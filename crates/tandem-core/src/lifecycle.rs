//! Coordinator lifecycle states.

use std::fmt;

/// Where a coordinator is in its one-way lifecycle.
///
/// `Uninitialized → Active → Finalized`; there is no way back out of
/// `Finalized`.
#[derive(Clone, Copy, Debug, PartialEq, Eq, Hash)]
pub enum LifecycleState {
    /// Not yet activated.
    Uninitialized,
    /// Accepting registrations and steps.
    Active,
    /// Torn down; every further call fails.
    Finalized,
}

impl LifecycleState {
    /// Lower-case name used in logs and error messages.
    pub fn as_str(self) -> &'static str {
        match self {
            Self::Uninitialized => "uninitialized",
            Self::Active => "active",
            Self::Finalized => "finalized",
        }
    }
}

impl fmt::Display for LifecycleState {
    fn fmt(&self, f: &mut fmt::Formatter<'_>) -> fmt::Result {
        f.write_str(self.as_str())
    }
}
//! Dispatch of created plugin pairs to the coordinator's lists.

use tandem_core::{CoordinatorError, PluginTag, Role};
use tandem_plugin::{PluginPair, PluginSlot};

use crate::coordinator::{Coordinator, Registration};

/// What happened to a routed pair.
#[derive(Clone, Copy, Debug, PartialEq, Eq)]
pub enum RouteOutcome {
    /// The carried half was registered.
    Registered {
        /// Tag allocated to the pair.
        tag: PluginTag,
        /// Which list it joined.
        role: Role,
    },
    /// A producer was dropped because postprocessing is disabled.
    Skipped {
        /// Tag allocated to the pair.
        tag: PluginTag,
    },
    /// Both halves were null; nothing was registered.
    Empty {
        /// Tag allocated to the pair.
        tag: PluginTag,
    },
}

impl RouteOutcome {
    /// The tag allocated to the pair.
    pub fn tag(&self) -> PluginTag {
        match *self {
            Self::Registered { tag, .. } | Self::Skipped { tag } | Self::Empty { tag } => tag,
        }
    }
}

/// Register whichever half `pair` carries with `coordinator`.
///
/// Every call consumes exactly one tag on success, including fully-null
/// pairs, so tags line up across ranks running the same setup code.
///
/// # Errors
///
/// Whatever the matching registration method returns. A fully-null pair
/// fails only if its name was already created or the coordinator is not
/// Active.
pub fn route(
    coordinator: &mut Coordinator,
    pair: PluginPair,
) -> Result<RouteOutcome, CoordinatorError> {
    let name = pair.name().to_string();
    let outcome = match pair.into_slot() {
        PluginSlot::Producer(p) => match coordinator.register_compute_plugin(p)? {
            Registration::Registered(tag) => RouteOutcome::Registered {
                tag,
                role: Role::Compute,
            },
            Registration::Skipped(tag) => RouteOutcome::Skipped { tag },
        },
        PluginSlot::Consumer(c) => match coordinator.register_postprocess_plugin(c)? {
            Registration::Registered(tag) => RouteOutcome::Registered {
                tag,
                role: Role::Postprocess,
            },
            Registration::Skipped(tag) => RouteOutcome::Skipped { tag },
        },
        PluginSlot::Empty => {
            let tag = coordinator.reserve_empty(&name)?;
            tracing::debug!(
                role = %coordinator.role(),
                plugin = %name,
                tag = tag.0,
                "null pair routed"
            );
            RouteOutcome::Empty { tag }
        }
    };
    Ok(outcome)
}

How to complete this task.
All the records above need to be transcribed exactly and in full.

Response below.
filename crates/tandem-core/src/lifecycle.rs
//! Coordinator lifecycle states.

use std::fmt;

/// Where a coordinator is in its one-way lifecycle.
///
/// `Uninitialized → Active → Finalized`; there is no way back out of
/// `Finalized`.
#[derive(Clone, Copy, Debug, PartialEq, Eq, Hash)]
pub enum LifecycleState {
    /// Not yet activated.
    Uninitialized,
    /// Accepting registrations and steps.
    Active,
    /// Torn down; every further call fails.
    Finalized,
}

impl LifecycleState {
    /// Lower-case name used in logs and error messages.
    pub fn as_str(self) -> &'static str {
        match self {
            Self::Uninitialized => "uninitialized",
            Self::Active => "active",
            Self::Finalized => "finalized",
        }
    }
}

impl fmt::Display for LifecycleState {
    fn fmt(&self, f: &mut fmt::Formatter<'_>) -> fmt::Result {
        f.write_str(self.as_str())
    }
}
//! Dispatch of created plugin pairs to the coordinator's lists.

use tandem_core::{CoordinatorError, PluginTag, Role};
use tandem_plugin::{PluginPair, PluginSlot};

use crate::coordinator::{Coordinator, Registration};

/// What happened to a routed pair.
#[derive(Clone, Copy, Debug, PartialEq, Eq)]
pub enum RouteOutcome {
    /// The carried half was registered.
    Registered {
        /// Tag allocated to the pair.
        tag: PluginTag,
        /// Which list it joined.
        role: Role,
    },
    /// A producer was dropped because postprocessing is disabled.
    Skipped {
        /// Tag allocated to the pair.
        tag: PluginTag,
    },
    /// Both halves were null; nothing was registered.
    Empty {
        /// Tag allocated to the pair.
        tag: PluginTag,
    },
}

impl RouteOutcome {
    /// The tag allocated to the pair.
    pub fn tag(&self) -> PluginTag {
        match *self {
            Self::Registered { tag, .. } | Self::Skipped { tag } | Self::Empty { tag } => tag,
        }
    }
}

/// Register whichever half `pair` carries with `coordinator`.
///
/// Every call consumes exactly one tag on success, including fully-null
/// pairs, so tags line up across ranks running the same setup code.
///
/// # Errors
///
/// Whatever the matching registration method returns. A fully-null pair
/// fails only if its name was already created or the coordinator is not
/// Active.
pub fn route(
    coordinator: &mut Coordinator,
    pair: PluginPair,
) -> Result<RouteOutcome, CoordinatorError> {
    let name = pair.name().to_string();
    let outcome = match pair.into_slot() {
        PluginSlot::Producer(p) => match coordinator.register_compute_plugin(p)? {
            Registration::Registered(tag) => RouteOutcome::Registered {
                tag,
                role: Role::Compute,
            },
            Registration::Skipped(tag) => RouteOutcome::Skipped { tag },
        },
        PluginSlot::Consumer(c) => match coordinator.register_postprocess_plugin(c)? {
            Registration::Registered(tag) => RouteOutcome::Registered {
                tag,
                role: Role::Postprocess,
            },
            Registration::Skipped(tag) => RouteOutcome::Skipped { tag },
        },
        PluginSlot::Empty => {
            let tag = coordinator.reserve_empty(&name)?;
            tracing::debug!(
                role = %coordinator.role(),
                plugin = %name,
                tag = tag.0,
                "null pair routed"
            );
            RouteOutcome::Empty { tag }
        }
    };
    Ok(outcome)
}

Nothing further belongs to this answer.